紀州の鯊(ハゼ)Gobies in Kishu
8 イドミミズハゼ (井戸蚯蚓鯊)
スズキ目ハゼ科ミミズハゼ属
イドミミズハゼLuciogobius pallidus は、静岡県や新潟県、三重県、和歌山県、兵庫県、高知県などの潮間帯(ちょうかんたい)、あるいは井戸など地下水の湧(わ)き出る場所に現れる体長5cmほどのハゼ科魚類です。イドミミズハゼという名前も井戸の中から見つかったミミズハゼの仲間ということに由来(ゆらい)します。イドミミズハゼは、主に地下水にすんでいると考えられていますが、人目(ひとめ)に触(ふ)れる機会が少なく、その生態(せいたい)については不明な点が多くあります。日の当たらない地下水にすんでいるため、目は退化(たいか)して小さくなり、体色は肌色(はだいろ)やオレンジ色をしています。実際には海岸や河口にも現れるのですが、素早(すばや)く砂の中に潜(もぐ)り込んで隠(かく)れます。
イドミミズハゼは卵(たまご)から孵化(ふか)した仔魚(しぎょ)が海へ行って成長し、再び川(地下水)へ戻る両側回遊型(りょうそくかいゆうがた)の生活史を送ると思われていますが、実際のところ謎(なぞ)に包(つつ)まれたままです。
イドミミズハゼは、和歌山県でもいくつかの場所で見つかっていますが、いずれも地下水の豊富(ほうふ)に湧(わ)き出す場所でした。また、今は埋(う)められてしまった紀ノ川の六十谷(むそた)の堰(せき)付近にも生息が確認されていました。イドミミズハゼのように水産的価値(すいさんてきかち)の低い生物は人知れずいなくなってしまうこともあるのでしょう。
考えてみると、川や海以外にも地下水という大きな水域(すいいき)が存在することを我々(われわれ)は忘(わす)れがちです。

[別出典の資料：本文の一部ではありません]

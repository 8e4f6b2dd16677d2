pub mod peer;


pub use peer::{Peer, PeerStatus, PeerSyncer};

use {
    crate::{
        KeyRange, KeySpace,
        hash::DefaultBuildHasher,
        node::{ClusterStatusMessage, NodeAddress, NodeState, Nodes},
    },
    auto_impl::auto_impl,
    parking_lot::Mutex,
    std::{
        hash::BuildHasher,
        sync::{
            Arc,
            atomic::{AtomicBool, AtomicU64, Ordering},
        },
        time::{SystemTime, UNIX_EPOCH},
    },
    tracing::{info, warn},
};

/// Source of wall-clock time, in msecs since epoch.
#[auto_impl(&, Arc)]
pub trait TimeMaster: Send + Sync {
    fn current_time_millis(&self) -> u64;
}

/// System clock.
#[derive(Debug, Clone, Copy, Default)]
pub struct SystemTimeMaster;

impl TimeMaster for SystemTimeMaster {
    fn current_time_millis(&self) -> u64 {
        SystemTime::now()
            .duration_since(UNIX_EPOCH)
            .map(|d| d.as_millis() as u64)
            .unwrap_or(0)
    }
}

/// Server-side view of the cluster.
///
/// Tracks the peers of the local node (the local node itself is never a
/// peer) and merges cluster status reports received from them.
pub struct MembershipView<S: PeerSyncer, T: TimeMaster = SystemTimeMaster> {
    keyspace: KeySpace,
    local: NodeState,
    peers: Mutex<Nodes<Peer>>,
    syncer: Arc<S>,
    time: T,

    /// Timestamp of the last change to the aggregate state.
    last_updated: AtomicU64,

    running: AtomicBool,
}

impl<S: PeerSyncer, T: TimeMaster> MembershipView<S, T> {
    /// Creates a view with the given peers; sync workers are not started
    /// until [`MembershipView::start`].
    pub fn new<I>(
        keyspace: KeySpace,
        local: NodeState,
        remotes: I,
        syncer: S,
        time: T,
        update_time: u64,
    ) -> Self
    where
        I: IntoIterator<Item = NodeState>,
    {
        let mut peers = Nodes::new();
        for state in remotes {
            if state.address != local.address {
                peers.insert(Arc::new(Peer::new(state, PeerStatus::Confirmed)));
            }
        }
        Self {
            keyspace,
            local,
            peers: Mutex::new(peers),
            syncer: Arc::new(syncer),
            time,
            last_updated: AtomicU64::new(update_time),
            running: AtomicBool::new(false),
        }
    }

    /// Starts sync workers of all peers.
    pub fn start(&self) {
        let peers = self.peers.lock();
        self.running.store(true, Ordering::Release);
        info!(peers = peers.len(), "starting sync with peers");
        let started = peers
            .iter()
            .filter(|peer| peer.start_syncing(Arc::clone(&self.syncer)))
            .count();
        info!(started, peers = peers.len(), "started sync with peers");
    }

    /// Stops sync workers of all peers.
    pub fn stop(&self) {
        let peers = self.peers.lock();
        self.running.store(false, Ordering::Release);
        info!("stopping sync with peers");
        peers.iter().for_each(|peer| peer.stop());
    }

    pub fn is_running(&self) -> bool {
        self.running.load(Ordering::Acquire)
    }

    pub fn keyspace(&self) -> KeySpace {
        self.keyspace
    }

    pub fn local_state(&self) -> &NodeState {
        &self.local
    }

    /// Number of nodes in the cluster, local node included.
    pub fn size(&self) -> usize {
        1 + self.peers.lock().len()
    }

    pub fn peers(&self) -> Vec<Arc<Peer>> {
        self.peers.lock().snapshot()
    }

    /// Last known state of the peer at `address`.
    pub fn remote_state(&self, address: &NodeAddress) -> Option<NodeState> {
        self.peers.lock().get(address).map(|peer| peer.state())
    }

    pub fn remote_states(&self) -> Vec<NodeState> {
        self.peers().iter().map(|peer| peer.state()).collect()
    }

    pub fn last_updated(&self) -> u64 {
        self.last_updated.load(Ordering::Acquire)
    }

    /// Called when a node contacts the local node; unknown nodes get a
    /// provisional peer, using the range they reported as both active and
    /// passive range. Returns `true` if a peer was created.
    pub fn check_membership(&self, address: &NodeAddress, total_range: KeyRange) -> bool {
        if address == &self.local.address {
            warn!(%address, "membership check for local node; ignoring");
            return false;
        }
        let mut peers = self.peers.lock();
        if peers.get(address).is_some() {
            return false;
        }
        warn!(
            %address,
            range = %total_range,
            "new node making sync request; bootstrapping with its total range, unknown index"
        );
        let state = NodeState::new(
            address.clone(),
            None,
            total_range,
            total_range,
            self.time.current_time_millis(),
        );
        let peer = Arc::new(Peer::new(state, PeerStatus::Provisional));
        peers.insert(Arc::clone(&peer));
        if self.is_running() {
            peer.start_syncing(Arc::clone(&self.syncer));
        }
        true
    }

    /// Merges a cluster status report from a peer. Returns the number of
    /// peers created or updated.
    pub fn update_with(&self, msg: &ClusterStatusMessage) -> usize {
        let update_time = self.time.current_time_millis();
        let mods = std::iter::once(&msg.local)
            .chain(msg.remote.iter())
            .filter(|state| self.update_status(state))
            .count();
        if mods == 0 {
            return 0;
        }

        let previous = self.last_updated.fetch_max(update_time, Ordering::AcqRel);
        if update_time > previous {
            info!(mods, last_updated = update_time, "cluster state updated");
        } else {
            warn!(mods, last_updated = previous, "cluster state updated, but last update time unchanged");
        }
        mods
    }

    /// Number of key space slots covered by active ranges, local node
    /// included.
    pub fn active_coverage(&self) -> u32 {
        let mut ranges = vec![self.local.range_active];
        ranges.extend(self.peers().iter().map(|peer| peer.active_range()));
        self.keyspace.coverage(&ranges)
    }

    pub fn active_coverage_pct(&self) -> u32 {
        self.coverage_pct(self.active_coverage())
    }

    /// Number of key space slots covered by total ranges, local node
    /// included.
    pub fn total_coverage(&self) -> u32 {
        let mut ranges = vec![self.local.total_range()];
        ranges.extend(self.peers().iter().map(|peer| peer.total_range()));
        self.keyspace.coverage(&ranges)
    }

    pub fn total_coverage_pct(&self) -> u32 {
        self.coverage_pct(self.total_coverage())
    }

    /// Cheap fingerprint of the whole view; changes whenever any node state
    /// changes.
    pub fn hash_over_state(&self) -> u64 {
        let hasher = DefaultBuildHasher::default();
        let mut hash = hasher.hash_one(self.keyspace) ^ hasher.hash_one(&self.local);
        for peer in self.peers() {
            hash = hash.wrapping_add(hasher.hash_one(peer.state()));
        }
        hash
    }

    /// Status of the view, for sending to other nodes and clients.
    pub fn as_message(&self) -> ClusterStatusMessage {
        ClusterStatusMessage {
            creation_time: self.time.current_time_millis(),
            cluster_last_updated: self.last_updated(),
            local: self.local.clone(),
            remote: self.remote_states(),
        }
    }

    fn update_status(&self, state: &NodeState) -> bool {
        // Local state is only ever produced locally.
        if state.address == self.local.address {
            return false;
        }
        let mut peers = self.peers.lock();
        if let Some(peer) = peers.get(&state.address) {
            return peer.update(state);
        }
        warn!(address = %state.address, "status for new node received; creating peer");
        let peer = Arc::new(Peer::new(state.clone(), PeerStatus::Confirmed));
        peers.insert(Arc::clone(&peer));
        if self.is_running() {
            peer.start_syncing(Arc::clone(&self.syncer));
        }
        true
    }

    fn coverage_pct(&self, coverage: u32) -> u32 {
        let length = self.keyspace.length();
        if coverage == length {
            return 100;
        }
        (100 * u64::from(coverage) / u64::from(length)) as u32
    }
}

impl<S: PeerSyncer, T: TimeMaster> Drop for MembershipView<S, T> {
    fn drop(&mut self) {
        self.peers.get_mut().iter().for_each(|peer| peer.stop());
    }
}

普段の生活でも井戸の存在が薄れ、地下水など見る機会は減(へ)りましたが、自然の生き物にとってはしっかりとした存在感があるようです。こういう地下水に生きる生き物に出会うと、改(あらた)めて地下水の存在と生き物の適応力(てきおうりょく)を感じます。
(自然博物館だよりVol.20 No4,2002年より改訂)
*イドミミズハゼは2014年に環境省のレッドデータブックで準絶滅危惧に、2012年和歌山県版レッドデータブックで絶滅危惧Ⅱ類に指定されました。